Meine Mutter sagt, ich solle das gelassen sehen. Wenn sie nur ein Gemüse essen, dann ist das doch auch schon etwas. Dann gibt es eben das. Ich freue mich auch ehrlich über die Liebe unserer älteren Tochter zu Gurkensalat. Aber ich selbst möchte einfach nicht jeden Tag Gurkensalat essen. Und wir kochenden Erwachsenen haben auch keine Lust, immer für jedes Familienmitglied eine Extrawurst zu braten – auch nicht im wahrsten Sinne des Wortes.

Ich habe einmal einen Bericht gesehen, in dem es darum ging, dass in Frankreich gegessen wird, was auf den Tisch kommt, auch vom Nachwuchs. Und auf den Tisch kommen Coq au vin, Ratatouille, Fischsuppe. Schließlich, so das Argument, sei noch kein Kind vor dem gedeckten Tisch verhungert. Ich bin mir nicht sicher, ob diese Aussage angesichts von Erkrankungen wie Magersucht in ihrer Absolutheit so stehen bleiben kann, aber grundsätzlich ist da wohl etwas Wahres dran. Was ich ziemlich sicher weiß, ist, dass ich nicht die Nerven hätte, das bis zum Äußersten auszutesten.
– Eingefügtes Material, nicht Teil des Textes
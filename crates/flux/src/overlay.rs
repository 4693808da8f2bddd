//! Decorative anomaly overlays, drawn on top of everything else.
//!
//! Overlays read only the surface size, field time and the random source;
//! they never look at particle state. Active anomalies are drawn in
//! [`Anomaly::ALL`] order no matter how the host listed them.

use std::f64::consts::TAU;

use glam::DVec2;
use magnaflux_core::color::Rgba;
use magnaflux_core::palette::{self, ParticleHue};
use magnaflux_core::prng::RandomSource;
use magnaflux_core::state::{Anomaly, AnomalySet};
use magnaflux_core::surface::{DrawCommand, GradientStop, Stroke, Surface};

use crate::integrator::HORIZON_RADIUS;

/// Number of tachyon streaks.
pub const TACHYON_STREAKS: usize = 8;
/// Number of jittered radial strokes around the pinch ring.
pub const PINCH_STROKES: usize = 4;
const PINCH_STROKE_SEGMENTS: usize = 5;
const PINCH_SEGMENT_LENGTH: f64 = 20.0;
const PINCH_JITTER: f64 = 30.0;
/// Number of accretion ellipses around the horizon.
pub const ACCRETION_RINGS: usize = 3;
/// Radius of the horizon's gradient disc.
pub const HORIZON_DISC_RADIUS: f64 = HORIZON_RADIUS + 15.0;

/// What an overlay may look at.
#[derive(Debug, Clone, Copy)]
pub struct OverlayFrame {
    pub size: DVec2,
    pub t: f64,
}

impl OverlayFrame {
    fn center(&self) -> DVec2 {
        self.size * 0.5
    }
}

/// Draws every active overlay in fixed order.
pub fn draw_overlays(
    surface: &mut dyn Surface,
    anomalies: AnomalySet,
    frame: &OverlayFrame,
    rng: &mut dyn RandomSource,
) {
    for anomaly in anomalies.iter() {
        draw_overlay(surface, anomaly, frame, rng);
    }
}

/// Draws the overlay of a single anomaly. "Phase Drift" has none.
pub fn draw_overlay(
    surface: &mut dyn Surface,
    anomaly: Anomaly,
    frame: &OverlayFrame,
    rng: &mut dyn RandomSource,
) {
    match anomaly {
        Anomaly::TachyonLeak => tachyon_leak(surface, frame, rng),
        Anomaly::FluxPinch => flux_pinch(surface, frame, rng),
        Anomaly::PhaseDrift => {}
        Anomaly::EventHorizon => event_horizon(surface, frame),
    }
}

/// Falling white streaks with a square tip, fading as they descend.
fn tachyon_leak(surface: &mut dyn Surface, frame: &OverlayFrame, rng: &mut dyn RandomSource) {
    for j in 0..TACHYON_STREAKS {
        let j = j as f64;
        let phase = (frame.t + j * 0.5).rem_euclid(1.0);
        let x = ((j * 1.5).sin() * 0.5 + 0.5) * frame.size.x;
        let y = phase * frame.size.y;
        let len = rng.next_range(40.0, 100.0);
        let start = DVec2::new(x, y);
        let tip = DVec2::new(x, y + len);
        surface.draw(DrawCommand::StrokePath {
            points: vec![start, tip],
            stroke: Stroke::new(Rgba::WHITE.with_alpha(0.8 * (1.0 - phase)), 2.0),
        });
        surface.draw(DrawCommand::FillRect {
            origin: tip - DVec2::ONE,
            size: DVec2::splat(3.0),
            color: Rgba::WHITE,
        });
    }
}

/// Pulsing ring plus four jittered lightning strokes spinning out of the center.
fn flux_pinch(surface: &mut dyn Surface, frame: &OverlayFrame, rng: &mut dyn RandomSource) {
    let center = frame.center();
    let t = frame.t;
    let alpha = rng.next_range(0.4, 0.8);
    surface.draw(DrawCommand::StrokeCircle {
        center,
        radius: 60.0 + (t * 20.0).sin() * 15.0,
        stroke: Stroke::new(palette::pinch().with_alpha(alpha), 3.0),
    });

    let stroke = Stroke::new(ParticleHue::Entangled.rgba(), 1.0);
    for k in 0..PINCH_STROKES {
        let angle = k as f64 / PINCH_STROKES as f64 * TAU + t * 5.0;
        let heading = DVec2::from_angle(angle) * PINCH_SEGMENT_LENGTH;
        let mut cursor = center;
        let mut points = Vec::with_capacity(PINCH_STROKE_SEGMENTS + 1);
        points.push(cursor);
        for _ in 0..PINCH_STROKE_SEGMENTS {
            let jx = (rng.next_f64() - 0.5) * PINCH_JITTER;
            let jy = (rng.next_f64() - 0.5) * PINCH_JITTER;
            cursor += heading + DVec2::new(jx, jy);
            points.push(cursor);
        }
        surface.draw(DrawCommand::StrokePath { points, stroke });
    }
}

/// Black gradient disc ringed by three rotating amber ellipses.
fn event_horizon(surface: &mut dyn Surface, frame: &OverlayFrame) {
    let center = frame.center();
    let t = frame.t;
    surface.draw(DrawCommand::FillRadialGradient {
        center,
        radius: HORIZON_DISC_RADIUS,
        stops: vec![
            GradientStop {
                offset: 0.0,
                color: Rgba::BLACK,
            },
            GradientStop {
                offset: 0.9,
                color: Rgba::BLACK,
            },
            GradientStop {
                offset: 1.0,
                color: Rgba::TRANSPARENT,
            },
        ],
    });
    for d in 0..ACCRETION_RINGS {
        let d = d as f64;
        let semi_major = HORIZON_RADIUS * (2.0 + d * 0.5) + (t * 3.0 + d).sin() * 10.0;
        surface.draw(DrawCommand::StrokeEllipse {
            center,
            radii: DVec2::new(semi_major, semi_major * 0.3),
            rotation: t * 1.5 + d,
            stroke: Stroke::new(palette::accretion().with_alpha(0.6 - d * 0.2), 2.0),
        });
    }
}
Hinzukommt, dass die Vorlieben der Kinder nicht so stabil sind wie im fortgeschrittenen Alter. Bananen werden immer eine gewisse Zeit geliebt, dann wieder ein paar Wochen komplett abgelehnt. Leider lässt sich das Angebot hier oft nicht so schnell an die starken Schwankungen der Nachfrage anpassen – weswegen mein Google-Verlauf alle paar Wochen die Suche „Tipps reife Bananen verbrauchen“ aufweist. (Ich kann gebackene Banane wie beim chinesischen Imbiss und veganen Schoko-Bananen-Kuchen empfehlen).

Das wiederum lässt mich hoffen: Dass es sich beim Nudel- und Kartoffelboykott nicht um Lebensentscheidungen handelt, sondern um eine Phase, die bald wieder vorbei ist. Dann gibt es endlich wieder „Nudeln ohne alles“ mit Soße.